• Your goal: Your answer is to be every line of the material that includes the string "StatusCode".

• Records to process:
//! Handler-boundary errors and their HTTP mapping

use axum::{
    http::StatusCode,
    response::{IntoResponse, Response},
};
use thiserror::Error;

use crate::backend::{BackendError, ValidationError};

/// Errors returned by route handlers.
///
/// The `Display` text is the generic message sent to the browser; backend
/// error bodies only reach the server log.
#[derive(Error, Debug)]
pub enum WebError {
    #[error("{0}")]
    Validation(#[from] ValidationError),

    #[error("Unable to authenticate")]
    Auth(#[source] BackendError),

    #[error("{context}")]
    Backend {
        context: &'static str,
        #[source]
        source: BackendError,
    },

    #[error("Unable to render page")]
    Template(#[from] askama::Error),
}

impl WebError {
    pub fn backend(context: &'static str, source: BackendError) -> Self {
        WebError::Backend { context, source }
    }

    pub fn status(&self) -> StatusCode {
        match self {
            WebError::Validation(_) => StatusCode::BAD_REQUEST,
            WebError::Auth(_) | WebError::Backend { .. } | WebError::Template(_) => {
                StatusCode::INTERNAL_SERVER_ERROR
            }
        }
    }
}

impl IntoResponse for WebError {
    fn into_response(self) -> Response {
        match &self {
            WebError::Validation(e) => tracing::warn!(error = %e, "Rejected form submission"),
            WebError::Auth(source) => {
                tracing::error!(error = %source, "Admin authentication failed")
            }
            WebError::Backend { context, source } => {
                tracing::error!(error = %source, "{}", context)
            }
            WebError::Template(e) => tracing::error!(error = %e, "Template rendering failed"),
        }

        (self.status(), self.to_string()).into_response()
    }
}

• Answer to this exercise:
    http::StatusCode,
    pub fn status(&self) -> StatusCode {
            WebError::Validation(_) => StatusCode::BAD_REQUEST,
                StatusCode::INTERNAL_SERVER_ERROR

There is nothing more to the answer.